Even though the 17O linewidths for the anisotropic carbonyl 17O chemical shifts were on the order of 40 ppm, the chemical shift changes upon cation addition were readily measured due to the high sensitivity of the experiments. Upon binding Li+ to Leu10 17O-labeled gramicidin A, a 60 ppm shift was observed, binding of K+ resulted in a 40 ppm shift, and only a 25 ppm shift was observed upon binding to Ba++ (Fig. 3). This shows a similar trend to that of the 15N results described above, but interestingly Ba++ appears to significantly influence the Leu10 carbonyl oxygen, which was not implied by the 15N results.
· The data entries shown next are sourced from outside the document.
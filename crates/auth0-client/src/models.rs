//! Auth0 client models
//!
//! Kind-agnostic shapes exchanged between the reconciler and the Management API client.
//! Payloads are plain JSON documents; the client only knows where each kind lives.

use crds::CallbackUrlMatchMode;
use serde_json::Value;
use std::fmt;

/// The closed set of Auth0 entity kinds the operator manages
#[derive(Debug, Clone, Copy, PartialEq, Eq, Hash, PartialOrd, Ord)]
pub enum ResourceKind {
    /// Tenant settings (singleton per tenant)
    Tenant,
    /// Application
    Client,
    /// Client-to-API grant
    ClientGrant,
    /// Identity provider connection
    Connection,
    /// API
    ResourceServer,
}

impl ResourceKind {
    /// All kinds in dependency order (owners before dependents)
    pub const ALL: [ResourceKind; 5] = [
        Self::Tenant,
        Self::ResourceServer,
        Self::Connection,
        Self::Client,
        Self::ClientGrant,
    ];

    /// Kubernetes kind name of the CRD backing this entity
    #[must_use]
    pub fn crd_kind(self) -> &'static str {
        match self {
            Self::Tenant => "A0Tenant",
            Self::Client => "A0Client",
            Self::ClientGrant => "A0ClientGrant",
            Self::Connection => "A0Connection",
            Self::ResourceServer => "A0ResourceServer",
        }
    }

    /// Management API collection path
    #[must_use]
    pub fn api_path(self) -> &'static str {
        match self {
            Self::Tenant => "/api/v2/tenants/settings",
            Self::Client => "/api/v2/clients",
            Self::ClientGrant => "/api/v2/client-grants",
            Self::Connection => "/api/v2/connections",
            Self::ResourceServer => "/api/v2/resource-servers",
        }
    }

    /// Field carrying the remote id in API responses
    #[must_use]
    pub fn id_field(self) -> &'static str {
        match self {
            Self::Client => "client_id",
            _ => "id",
        }
    }

    /// Field carrying a secondary remote identifier, for kinds that have one
    #[must_use]
    pub fn identifier_field(self) -> Option<&'static str> {
        match self {
            Self::ResourceServer => Some("identifier"),
            _ => None,
        }
    }
}

impl fmt::Display for ResourceKind {
    fn fmt(&self, f: &mut fmt::Formatter<'_>) -> fmt::Result {
        f.write_str(self.crd_kind())
    }
}

/// How to locate a pre-existing remote object
#[derive(Debug, Clone, PartialEq, Eq)]
pub enum FindDescriptor {
    /// The tenant settings singleton
    Tenant,
    /// Exact remote id
    ById(String),
    /// Display name (clients, connections)
    ByName(String),
    /// Resource server audience
    ByIdentifier(String),
    /// Client callbacks compared with the given mode
    ByCallbackUrls {
        /// Declared callback URLs
        urls: Vec<String>,
        /// Set comparison to apply
        mode: CallbackUrlMatchMode,
    },
    /// Client grant for a client and audience pair
    ByGrant {
        /// Resolved client id
        client_id: String,
        /// Resolved resource server identifier
        audience: String,
    },
}

impl fmt::Display for FindDescriptor {
    fn fmt(&self, f: &mut fmt::Formatter<'_>) -> fmt::Result {
        match self {
            Self::Tenant => write!(f, "tenant settings"),
            Self::ById(id) => write!(f, "id={id}"),
            Self::ByName(name) => write!(f, "name={name}"),
            Self::ByIdentifier(identifier) => write!(f, "identifier={identifier}"),
            Self::ByCallbackUrls { urls, mode } => write!(f, "callbacks({mode:?})={}", urls.join(",")),
            Self::ByGrant { client_id, audience } => {
                write!(f, "client_id={client_id},audience={audience}")
            }
        }
    }
}

/// A remote Auth0 object as returned by the Management API
#[derive(Debug, Clone, PartialEq)]
pub struct RemoteObject {
    /// Remote id
    pub id: String,
    /// Secondary identifier (resource server audience)
    pub identifier: Option<String>,
    /// Full remote representation
    pub state: Value,
}

impl RemoteObject {
    /// Build a remote object from an API response body, extracting id and identifier
    /// with the kind's field names.
    #[must_use]
    pub fn from_state(kind: ResourceKind, state: Value) -> Option<Self> {
        let id = state.get(kind.id_field())?.as_str()?.to_string();
        let identifier = kind
            .identifier_field()
            .and_then(|field| state.get(field))
            .and_then(Value::as_str)
            .map(str::to_string);
        Some(Self { id, identifier, state })
    }
}

/// Management API access for one tenant
#[derive(Clone, PartialEq, Eq)]
pub struct TenantAccess {
    /// Tenant domain, e.g. `acme.eu.auth0.com`
    pub domain: String,
    /// Machine-to-machine client id
    pub client_id: String,
    /// Machine-to-machine client secret
    pub client_secret: String,
}

impl fmt::Debug for TenantAccess {
    fn fmt(&self, f: &mut fmt::Formatter<'_>) -> fmt::Result {
        f.debug_struct("TenantAccess")
            .field("domain", &self.domain)
            .field("client_id", &self.client_id)
            .field("client_secret", &"<redacted>")
            .finish()
    }
}

#[cfg(test)]
mod tests {
    use super::*;
    use serde_json::json;

    #[test]
    fn test_client_id_field_is_used_for_clients() {
        let obj = RemoteObject::from_state(
            ResourceKind::Client,
            json!({"client_id": "abc", "name": "web"}),
        )
        .unwrap();
        assert_eq!(obj.id, "abc");
        assert_eq!(obj.identifier, None);
    }

    #[test]
    fn test_resource_server_identifier_is_extracted() {
        let obj = RemoteObject::from_state(
            ResourceKind::ResourceServer,
            json!({"id": "rs_1", "identifier": "https://api.acme"}),
        )
        .unwrap();
        assert_eq!(obj.identifier.as_deref(), Some("https://api.acme"));
    }

    #[test]
    fn test_missing_id_yields_none() {
        assert!(RemoteObject::from_state(ResourceKind::Connection, json!({"name": "db"})).is_none());
    }

    #[test]
    fn test_tenant_access_debug_redacts_secret() {
        let access = TenantAccess {
            domain: "acme.auth0.com".to_string(),
            client_id: "m2m".to_string(),
            client_secret: "s3cret".to_string(),
        };
        assert!(!format!("{access:?}").contains("s3cret"));
    }
}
For Leu12-labeled gramicidin, a 26 ppm shift was observed for Li+ and a 15 ppm shift for K+, while a 36 ppm shift was observed for Ba++. For Leu14-labeled gramicidin, Li+ induced a 7 ppm shift and K+ induced a shift 7 ppm shift of opposite sign, while Ba++ showed 21 ppm shift of similar sign to that of Li+. Clearly 17O is particularly sensitive to the interactions of these ions. What is clear is that the balance of perturbations induced by Ba++ is shifted toward the C-terminus of gramicidin compared to those induced by the monovalent cations. Moreover, the change in 15N anisotropic chemical shift compared to the full width of the powder pattern was in the most dramatic case only 5%. Here Li+ induces a change in the anisotropic chemical shift of 60 ppm when the width of the chemical shift powder pattern is only ~220 ppm, a 28% change in the anisotropy.

The sensitivity of 17O to cation binding provides a high-resolution tool for assessing the interactions of the cation to these carbonyl sites, dramatically showing that the monovalent cations only interact weakly with the Leu14 carbonyl since they have penetrated far into the mouth of the pore much further than Ba++. With the high sensitivity 17O data, even Ba++ is shown to have a significant interaction with the Leu10 carbonyl, while the 15N data did not suggest such an interaction. Importantly, both the 15N and 17O data suggest a clear cation-binding mechanism in which a fully hydrated cation is stepwise dehydrated as it interacts with more carbonyl oxygens in the channel pore. The removal of the penultimate water prior to passage through the pore (the third water) is clearly the barrier that generates a minimum in the potential energy profile for the monovalent cation passage through the pore. The concept that different monovalent cations have different binding sites in gramicidin A is uniquely demonstrated by these anisotropic chemical shift perturbation studies.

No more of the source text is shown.